> To do:
Below are entries. Reproduce exactly the lines between the line holding "pub fn get_member(&self, user_id: &UserId)" and the line holding "let mut seen", inclusive, and only those.
....
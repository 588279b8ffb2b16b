//! Group state snapshots
//!
//! A [`GroupState`] is immutable once committed; `modify` works on a clone
//! and commits a new snapshot.

use super::errors::{GroupError, GroupResult};
use super::types::{AccessControl, Member, PendingMember, Presentation, Role, UserId};
use serde::{Deserialize, Serialize};
use std::collections::HashSet;

/// Material snapshot of a group at one version
#[derive(Debug, Clone, PartialEq, Eq, Serialize, Deserialize)]
pub struct GroupState {
    pub version: u32,
    pub title: Vec<u8>,
    pub description: Vec<u8>,
    pub avatar: String,
    /// Seconds, 0 disables
    pub disappearing_messages_timer: u32,
    pub public_key: Vec<u8>,
    pub access_control: AccessControl,
    pub members: Vec<Member>,
    pub pending_members: Vec<PendingMember>,
}

impl GroupState {
    pub fn get_member(&self, user_id: &UserId) -> Option<&Member> {
        self.members.iter().find(|m| &m.user_id == user_id)
    }

    pub fn get_pending_member(&self, user_id: &UserId) -> Option<&PendingMember> {
        self.pending_members.iter().find(|p| &p.user_id == user_id)
    }

    pub fn is_member(&self, user_id: &UserId) -> bool {
        self.get_member(user_id).is_some()
    }

    pub fn is_pending(&self, user_id: &UserId) -> bool {
        self.get_pending_member(user_id).is_some()
    }

    pub(crate) fn get_member_mut(&mut self, user_id: &UserId) -> Option<&mut Member> {
        self.members.iter_mut().find(|m| &m.user_id == user_id)
    }

    /// Remove an active member, returning it
    pub(crate) fn remove_member(&mut self, user_id: &UserId) -> Option<Member> {
        let idx = self.members.iter().position(|m| &m.user_id == user_id)?;
        Some(self.members.remove(idx))
    }

    /// Remove a pending member, returning it
    pub(crate) fn remove_pending_member(&mut self, user_id: &UserId) -> Option<PendingMember> {
        let idx = self.pending_members.iter().position(|p| &p.user_id == user_id)?;
        Some(self.pending_members.remove(idx))
    }

    /// Members plus pending members
    pub fn total_size(&self) -> usize {
        self.members.len() + self.pending_members.len()
    }

    /// Check identity uniqueness across members and pending members
    pub fn check_membership_invariants(&self) -> GroupResult<()> {
        let mut seen = HashSet::with_capacity(self.total_size());
        for member in &self.members {
            if !seen.insert(&member.user_id) {
                return Err(GroupError::Validation(format!(
                    "duplicate member {}",
                    member.user_id.short()
                )));
            }
        }
        for pending in &self.pending_members {
            if !seen.insert(&pending.user_id) {
                return Err(GroupError::Validation(format!(
                    "{} is both pending and active, or pending twice",
                    pending.user_id.short()
                )));
            }
        }
        Ok(())
    }
}

/// Initial member: a role and a presentation, never a raw identity
#[derive(Debug, Clone, PartialEq, Eq, Serialize, Deserialize)]
pub struct InitialMember {
    pub role: Option<Role>,
    pub presentation: Presentation,
}

/// Caller-supplied state a group is constructed from
#[derive(Debug, Clone, Default, PartialEq, Eq, Serialize, Deserialize)]
pub struct InitialGroupState {
    pub version: u32,
    pub title: Vec<u8>,
    pub description: Vec<u8>,
    pub avatar: String,
    pub disappearing_messages_timer: u32,
    pub public_key: Option<Vec<u8>>,
    pub access_control: Option<AccessControl>,
    pub members: Vec<InitialMember>,
}

impl InitialGroupState {
    pub fn new(public_key: Vec<u8>, access_control: AccessControl) -> Self {
        Self {
            public_key: Some(public_key),
            access_control: Some(access_control),
            ..Default::default()
        }
    }

    pub fn with_title(mut self, title: impl Into<Vec<u8>>) -> Self {
        self.title = title.into();
        self
    }

    pub fn with_member(mut self, role: Role, presentation: Presentation) -> Self {
        self.members.push(InitialMember { role: Some(role), presentation });
        self
    }

    /// Structural checks that do not need the credential verifier
    pub fn validate(&self) -> GroupResult<()> {
        if self.version != 0 {
            return Err(GroupError::Validation(format!(
                "initial version must be 0, got {}",
                self.version
            )));
        }

        match &self.public_key {
            Some(key) if !key.is_empty() => {}
            _ => return Err(GroupError::Validation("missing public key".to_string())),
        }

        let access = self
            .access_control
            .as_ref()
            .ok_or_else(|| GroupError::Validation("missing access control".to_string()))?;
        if let Some(field) = access.first_unknown() {
            return Err(GroupError::Validation(format!(
                "access control {} is not specified",
                field
            )));
        }

        if self.members.is_empty() {
            return Err(GroupError::Validation("group needs at least one member".to_string()));
        }

        if let Some(idx) = self.members.iter().position(|m| m.role.is_none()) {
            return Err(GroupError::Validation(format!("member {} has no role", idx)));
        }

        Ok(())
    }
}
....
> Output of the task:
    pub fn get_member(&self, user_id: &UserId) -> Option<&Member> {
        self.members.iter().find(|m| &m.user_id == user_id)
    }

    pub fn get_pending_member(&self, user_id: &UserId) -> Option<&PendingMember> {
        self.pending_members.iter().find(|p| &p.user_id == user_id)
    }

    pub fn is_member(&self, user_id: &UserId) -> bool {
        self.get_member(user_id).is_some()
    }

    pub fn is_pending(&self, user_id: &UserId) -> bool {
        self.get_pending_member(user_id).is_some()
    }

    pub(crate) fn get_member_mut(&mut self, user_id: &UserId) -> Option<&mut Member> {
        self.members.iter_mut().find(|m| &m.user_id == user_id)
    }

    /// Remove an active member, returning it
    pub(crate) fn remove_member(&mut self, user_id: &UserId) -> Option<Member> {
        let idx = self.members.iter().position(|m| &m.user_id == user_id)?;
        Some(self.members.remove(idx))
    }

    /// Remove a pending member, returning it
    pub(crate) fn remove_pending_member(&mut self, user_id: &UserId) -> Option<PendingMember> {
        let idx = self.pending_members.iter().position(|p| &p.user_id == user_id)?;
        Some(self.pending_members.remove(idx))
    }

    /// Members plus pending members
    pub fn total_size(&self) -> usize {
        self.members.len() + self.pending_members.len()
    }

    /// Check identity uniqueness across members and pending members
    pub fn check_membership_invariants(&self) -> GroupResult<()> {
        let mut seen = HashSet::with_capacity(self.total_size());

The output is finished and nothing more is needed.